## Task requirements
Check each line of the listing below for the string "ConfigError", and copy the ones that have it.

## Data
use bch15::bch::sampling::{error_mask, masks_of_weight};
use bch15::{Bch15, BchError, BchParams, ConfigError, Uncorrectable};
use rand::rngs::StdRng;
use rand::{Rng, SeedableRng};

fn codec() -> &'static Bch15 {
    Bch15::standard()
}

#[test]
fn self_test_scenario() {
    let c = codec();
    let encoded = c.encode_shifted(0x5c00).unwrap();
    assert_eq!(encoded, 0x5c29);
    assert_eq!(c.encode(0x17).unwrap(), encoded);

    let decoded = c.decode(encoded ^ 0x34).unwrap();
    assert_eq!(decoded.corrected, encoded);
    assert_eq!(decoded.errors_found, 3);
    assert_eq!(decoded.offsets, vec![2, 4, 5]);
    assert!(!decoded.is_uncorrectable());
    assert_eq!(c.decode_message(encoded ^ 0x34), Ok(0x17));
}

#[test]
fn dimensions() {
    let c = codec();
    assert_eq!(c.parity_bits(), 10);
    assert_eq!(c.message_bits(), 5);
    assert_eq!(c.params(), &BchParams::default());
}

#[test]
fn zero_message() {
    let c = codec();
    assert_eq!(c.encode(0).unwrap(), 0);
    let decoded = c.decode(0).unwrap();
    assert_eq!(decoded.corrected, 0);
    assert_eq!(decoded.errors_found, 0);
    assert!(decoded.failure.is_none());
}

#[test]
fn encode_is_deterministic_and_systematic() {
    let c = codec();
    for m in 0u16..32 {
        let cw = c.encode(m).unwrap();
        assert_eq!(cw, c.encode(m).unwrap());
        assert_eq!(c.message_of(cw), m);
        assert!(c.is_codeword(cw), "m={m}");
    }
    assert_eq!(c.encode(1).unwrap(), 0x537);
    assert_eq!(c.encode(31).unwrap(), 0x7fff);
}

#[test]
fn roundtrip_without_errors() {
    let c = codec();
    for m in 0u16..32 {
        let cw = c.encode(m).unwrap();
        let decoded = c.decode(cw).unwrap();
        assert_eq!(decoded.corrected, cw);
        assert_eq!(decoded.errors_found, 0);
        assert_eq!(c.decode_message(cw), Ok(m));
    }
}

#[test]
fn corrects_every_pattern_up_to_three_errors() {
    let c = codec();
    for m in 0u16..32 {
        let cw = c.encode(m).unwrap();
        for weight in 1..=3 {
            for mask in masks_of_weight(weight) {
                let decoded = c.decode(cw ^ mask).unwrap();
                assert_eq!(
                    decoded.corrected, cw,
                    "m={m}, mask={mask:#06x}: {:?}", decoded.failure
                );
                assert!(!decoded.is_uncorrectable());
                assert_eq!(decoded.errors_found, weight as usize);
            }
        }
    }
}

#[test]
fn four_or_more_errors_never_return_the_sent_codeword() {
    let c = codec();
    let cw = c.encode(0x17).unwrap();
    let mut flagged = 0usize;
    for weight in 4..=6 {
        for mask in masks_of_weight(weight) {
            let decoded = c.decode(cw ^ mask).unwrap();
            // minimum distance is 7
            assert_ne!(decoded.corrected, cw, "mask={mask:#06x}");
            if decoded.is_uncorrectable() {
                assert_eq!(decoded.corrected, cw ^ mask);
                assert_eq!(decoded.errors_found, 0);
                assert!(decoded.offsets.is_empty());
                flagged += 1;
            }
        }
    }
    assert!(flagged > 0);
}

#[test]
fn accepted_words_are_always_codewords() {
    let c = codec();
    let mut accepted = 0usize;
    for received in 0u16..(1 << 15) {
        let decoded = c.decode(received).unwrap();
        if decoded.is_uncorrectable() {
            continue;
        }
        accepted += 1;
        assert!(c.is_codeword(decoded.corrected), "received={received:#06x}");
        assert!((decoded.corrected ^ received).count_ones() <= 3);
        assert_eq!((decoded.corrected ^ received).count_ones() as usize, decoded.errors_found);
    }
    // 32 codewords, each with 1 + 15 + 105 + 455 words within distance 3
    assert_eq!(accepted, 32 * 576);
}

#[test]
fn uncorrectable_reasons_surface() {
    let c = codec();
    assert_eq!(c.decode(0x1d).unwrap().failure, Some(Uncorrectable::LocatorLeadingZero));
    assert_eq!(
        c.decode_message(0x0f),
        Err(BchError::Uncorrectable(Uncorrectable::RootCountMismatch { expected: 3, found: 0 }))
    );
}

#[test]
fn random_patterns() {
    let c = codec();
    let mut rng = StdRng::seed_from_u64(0x5c00);
    for _ in 0..2000 {
        let m = rng.gen_range(0..32u16);
        let weight = rng.gen_range(0..=3usize);
        let mask = error_mask(&mut rng, weight);
        assert_eq!(mask.count_ones() as usize, weight);
        let cw = c.encode(m).unwrap();
        assert_eq!(c.decode_message(cw ^ mask), Ok(m), "m={m}, mask={mask:#06x}");
    }
}

#[test]
fn rejects_out_of_range_inputs() {
    let c = codec();
    assert_eq!(c.encode(32), Err(BchError::MessageTooWide { message: 32, bits: 5 }));
    assert!(matches!(c.encode_shifted(0x5c01), Err(BchError::MessageTooWide { .. })));
    assert!(matches!(c.encode_shifted(0x8000), Err(BchError::MessageTooWide { .. })));
    assert_eq!(c.decode(0x8000), Err(BchError::WordTooWide(0x8000)));
    assert!(!c.is_codeword(0x8000));
}

#[test]
fn new_is_idempotent_and_matches_standard() {
    let a = Bch15::new(BchParams::bch_15_5()).unwrap();
    let b = Bch15::new(BchParams::bch_15_5()).unwrap();
    assert_eq!(a, b);
    assert_eq!(&a, Bch15::standard());
}

#[test]
fn other_parameter_sets() {
    for (params, k) in [
        (BchParams::hamming_15_11(), 11),
        (BchParams::bch_15_7(), 7),
        (BchParams::new(0x19, 0x2, 3), 5),
        (BchParams::new(0x13, 0x4, 3), 5),
    ] {
        let c = Bch15::new(params).unwrap();
        assert_eq!(c.message_bits(), k, "{params:?}");
        for m in 0u16..(1 << k) {
            let cw = c.encode(m).unwrap();
            for weight in 0..=params.max_errors as u32 {
                for mask in masks_of_weight(weight).step_by(7) {
                    let decoded = c.decode(cw ^ mask).unwrap();
                    assert_eq!(decoded.corrected, cw, "{params:?} m={m} mask={mask:#06x}");
                }
            }
        }
    }
}

#[test]
fn invalid_parameters() {
    assert_eq!(Bch15::new(BchParams::new(0x13, 0x2, 0)), Err(ConfigError::MaxErrors(0)));
    assert_eq!(Bch15::new(BchParams::new(0x13, 0x2, 4)), Err(ConfigError::MaxErrors(4)));
    assert_eq!(
        Bch15::new(BchParams::new(0x1f, 0x2, 3)),
        Err(ConfigError::NotPrimitive { primitive: 0x2, modulus: 0x1f })
    );
    assert_eq!(
        Bch15::new(BchParams::new(0x07, 0x2, 3)),
        Err(ConfigError::ModulusDegree { modulus: 0x07 })
    );
}

#[test]
fn shared_across_threads() {
    let handles: Vec<_> = (0..4u16)
        .map(|t| {
            std::thread::spawn(move || {
                let c = Bch15::standard();
                (0..32u16).all(|m| {
                    let cw = c.encode(m).unwrap();
                    c.decode(cw ^ (1 << t)).unwrap().corrected == cw
                })
            })
        })
        .collect();
    for h in handles {
        assert!(h.join().unwrap());
    }
}

#[test]
fn mask_past_bit_14_is_an_input_error() {
    let c = codec();
    let sent = c.encode_shifted(0x5c00).unwrap();
    assert_eq!(c.decode(sent ^ 0x8000), Err(BchError::WordTooWide(0xdc29)));
    assert!(matches!(c.decode_message(sent ^ 0xffff), Err(BchError::WordTooWide(_))));
}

## Reply to the task
use bch15::{Bch15, BchError, BchParams, ConfigError, Uncorrectable};
    assert_eq!(Bch15::new(BchParams::new(0x13, 0x2, 0)), Err(ConfigError::MaxErrors(0)));
    assert_eq!(Bch15::new(BchParams::new(0x13, 0x2, 4)), Err(ConfigError::MaxErrors(4)));
        Err(ConfigError::NotPrimitive { primitive: 0x2, modulus: 0x1f })
        Err(ConfigError::ModulusDegree { modulus: 0x07 })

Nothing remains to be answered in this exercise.